TitleThe social life of biomedical data: Capturing, obscuring, and envisioning care in the digital safety-net.
Publication TypeJournal Article
Year of Publication2022
AuthorsCruz, TMarion
JournalSoc Sci Med
Volume294
Pagination114670
Date Published2022 Feb
ISSN1873-5347
KeywordsAnthropology, Cultural, Electronic Health Records, Health Personnel, Humans
Abstract

Biomedical investment in digital technologies has flooded society with staggering volumes of data, spurring high-tech innovations such as performance metrics, clinical algorithms, and public data dashboards. In examining the social life of data artifacts, scholars draw from actor-network theory to emphasize data's ability to represent social reality while circulating within it, while others suggest formal data models fail to account for invisible relations on the ground.

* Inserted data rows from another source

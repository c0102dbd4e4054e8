// SPDX-FileCopyrightText: 2026 Docent Contributors
// SPDX-License-Identifier: MIT OR Apache-2.0

//! Per-intent handlers.
//!
//! Each handler turns a query into the final response text. Failures are
//! rendered as `[ERROR] <context>: <detail>` strings rather than returned.

use std::sync::Arc;

use docent_core::types::error_tagged;
use docent_index::Retriever;
use tracing::warn;

use crate::generator::ResponseGenerator;
use crate::prompts::{faq_prompt, greeting_prompt, summarize_prompt};

pub struct GreetingHandler {
    generator: Arc<ResponseGenerator>,
}

impl GreetingHandler {
    pub fn new(generator: Arc<ResponseGenerator>) -> Self {
        Self { generator }
    }

    pub async fn handle(&self, query: &str) -> String {
        self.generator
            .generate(greeting_prompt(query))
            .await
            .into_text_or_tagged("Greeting LLM failed")
    }
}

/// Answers questions from the top `k` retrieved chunks.
pub struct FaqHandler {
    retriever: Arc<Retriever>,
    generator: Arc<ResponseGenerator>,
    k: usize,
}

impl FaqHandler {
    pub fn new(retriever: Arc<Retriever>, generator: Arc<ResponseGenerator>, k: usize) -> Self {
        Self {
            retriever,
            generator,
            k,
        }
    }

    /// An empty store yields an empty context; the model is still asked.
    pub async fn handle(&self, query: &str) -> String {
        let context = match self.retriever.retrieve_context(query, self.k).await {
            Ok(context) => context,
            Err(e) => {
                warn!(error = %e, "faq retrieval failed");
                return error_tagged("FAQ retrieval failed", &e.to_string());
            }
        };

        self.generator
            .generate(faq_prompt(&context, query))
            .await
            .into_text_or_tagged("FAQ LLM failed")
    }
}

/// Summarizes the top `k` chunks nearest to the query.
pub struct SummarizeHandler {
    retriever: Arc<Retriever>,
    generator: Arc<ResponseGenerator>,
    k: usize,
}

impl SummarizeHandler {
    pub fn new(retriever: Arc<Retriever>, generator: Arc<ResponseGenerator>, k: usize) -> Self {
        Self {
            retriever,
            generator,
            k,
        }
    }

    pub async fn handle(&self, query: &str) -> String {
        const TAG: &str = "Summarization failed";

        let context = match self.retriever.retrieve_context(query, self.k).await {
            Ok(context) => context,
            Err(e) => {
                warn!(error = %e, "summarize retrieval failed");
                return error_tagged(TAG, &e.to_string());
            }
        };

        self.generator
            .generate(summarize_prompt(&context))
            .await
            .into_text_or_tagged(TAG)
    }
}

Yet little work has examined the role of human reflexivity in crafting complex human-data configurations in practice, such as how situated human actors relate to data representations within the social reality they intimately know themselves. Drawing on ethnographic fieldwork of Electronic Health Records (EHRs) and data analytics integration from inside the digital safety-net, this article shows how health care workers recognize data simultaneously capture, obscure, and envision their everyday work of caring for the marginalized. By demonstrating how the same data point may in one context demonstrate good care while in another obscure it, these findings suggest need to broaden attention to the social life of data beyond delimited focus on standards and their travels. Digital technologies do not simply capture the social, but multiply it. Biomedical data then do not have one social life, but many.